Types of Economic Systems
- Centrally planned economy
- Mixed economy
- Market economy

Centrally planned economy
System in which a nation’s resources are owned by the government.

Origins: the ideology that the welfare of the group is more important than individual well being. (Karl Marx).
Decline: In the 80’s nations began to dismantle communist central planning in favor of market based economy.
Failures -economic value ,Provide incentives, Achieve rapid growth, Satisfy Consumer needs.

Mixed economy
Economic system in which resources are more equally divide between private and government ownership.
Origins: the idea that a successful system must be not only efficient and innovative but should also protect society.
Decline: mixed economies are converting to market system. (Privatization).

Market Economy
The majority of nations resources are privately owned. Economic decisions are determined by supply and demand.

• Origins: the belief that individual concerns should be placed above group concerns.
• Features: free choice, free enterprise and price flexibility.
• Governments role: enforcing antitrust laws, preserving property rights, providing a stable fiscal and monetary environment and preserving political stability.

Development of nations
The economic development is a measure of gauging the economic well being of one nation's people as compared with that of another nation’s people.

National development indicators:
- national production
- purchasing power parity
- human development

National Production
Gross national product: value of all goods and services produced by country during a one year period, including income generated by both domestic and international activities.
Gross domestic product: value of all goods and services produced by a country’s domestic economy over one year period.
GDP or GNP per capita: nation’s GDP or GNP divided by it’s population.

Purchasing Power Parity
Purchasing power: the value of all goods and services that can be purchased with one unit of a country's currency.

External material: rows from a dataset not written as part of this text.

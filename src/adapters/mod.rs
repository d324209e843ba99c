// Adapters - External system implementations

pub mod exec_ffmpeg;
pub mod probe_ffprobe;
pub mod toml_config;

// Re-export adapters
pub use exec_ffmpeg::{EncoderSettings, FfmpegEngine};
pub use probe_ffprobe::FfprobeAdapter;
pub use toml_config::{AppConfig, TomlConfigAdapter};
#[tokio::test]
async fn test_engine_failure_message_is_verbatim() {
    let fixture = Fixture::new();
    let engine = ScriptedEngine::with_scripts(vec![Script::Fail("Conversion failed!")]);
    let supervisor = JobSupervisor::new(landscape_probe(10_000), engine.clone(), policy(fixture.temp.path()));

    let (progress, outcome) = collect(supervisor.submit(fixture.request(0.0, 5.0)).await.unwrap()).await;

    assert_eq!(
        outcome,
        JobOutcome::Failed(DomainError::Engine {
            phase: EnginePhase::Single,
            message: "Conversion failed!".to_string()
        })
    );
    assert!(!progress.contains(&1.0));
}

// Two-phase jobs

#[tokio::test]
async fn test_two_phase_success() {
    let fixture = Fixture::new();
    let engine = ScriptedEngine::with_scripts(vec![]);
    let supervisor = JobSupervisor::new(landscape_probe(10_000), engine.clone(), policy(fixture.temp.path()));

    let request = fixture.request(1.0, 4.0).with_frame_rate_normalization(true);
    let (progress, outcome) = collect(supervisor.submit(request).await.unwrap()).await;

    assert_eq!(outcome, JobOutcome::Succeeded { output: fixture.dest() });
    assert_non_decreasing(&progress);
    assert_eq!(progress.last(), Some(&1.0));
    assert_eq!(progress.iter().filter(|&&p| p == 1.0).count(), 1);

    assert_eq!(engine.session_count(), 2);
    let flatten = engine.spec(0);
    let clip = engine.spec(1);

    assert_eq!(flatten.clip, None);
    assert_eq!(flatten.frame_rate, Some(30));
    assert_eq!(flatten.expected_duration_ms, 10_000);
    assert!(is_flatten_temp(&flatten.output));
    assert_eq!(flatten.output.parent(), Some(fixture.temp.path()));

    assert_eq!(clip.input, flatten.output);
    assert_eq!(clip.output, fixture.dest());
    assert_eq!(clip.clip, Some(ClipRange { start_ms: 1000, end_ms: 4000 }));
    assert_eq!(clip.effects, EffectChain::untransformed(AudioPolicy::Drop));
    assert_eq!(clip.encode, EncodeMode::Reencode);

    // The flatten output still existed when the clip phase started, and is gone now
    assert_eq!(engine.earlier_temps(1), vec![(flatten.output.clone(), true)]);
    assert!(!flatten.output.exists());
    assert!(fixture.temp_files().is_empty());
}

#[tokio::test]
async fn test_two_phase_progress_halves() {
    let fixture = Fixture::new();
    let engine = ScriptedEngine::with_scripts(vec![
        Script::Succeed(vec![20, 60, 100]),
        Script::Succeed(vec![10, 50, 90, 100]),
    ]);
    let supervisor = JobSupervisor::new(landscape_probe(10_000), engine.clone(), policy(fixture.temp.path()));

    let request = fixture.request(0.0, 8.0).with_frame_rate_normalization(true);
    let (progress, outcome) = collect(supervisor.submit(request).await.unwrap()).await;

    assert!(outcome.is_success());
    assert_non_decreasing(&progress);
    let first_upper = progress.iter().position(|&p| p >= 0.5).unwrap_or(progress.len());
    assert!(progress[..first_upper].iter().all(|&p| p < 0.5));
    assert!(progress[first_upper..].iter().all(|&p| p >= 0.5));
    assert_eq!(*progress.last().unwrap(), 1.0);
}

Purchasing power parity: is the relative ability of two countries’ currencies to buy the same “basket” of goods in those two countries.

Human Development
Human development index:
The measure of the extent to which a peoples needs (healthy life, education, decent standard of living) are satisfied and the extent to which this needs are addressed equally across a nation’s entire population.

Classifying countries
Developed: highly industrialized and efficient countries that have a high quality of life.
-USA,France, Italy, Canada..

Newly industrialized: recently increased the portion of it’s national production and exports from industrial operations ( emerging markets: developed + newly industrialized).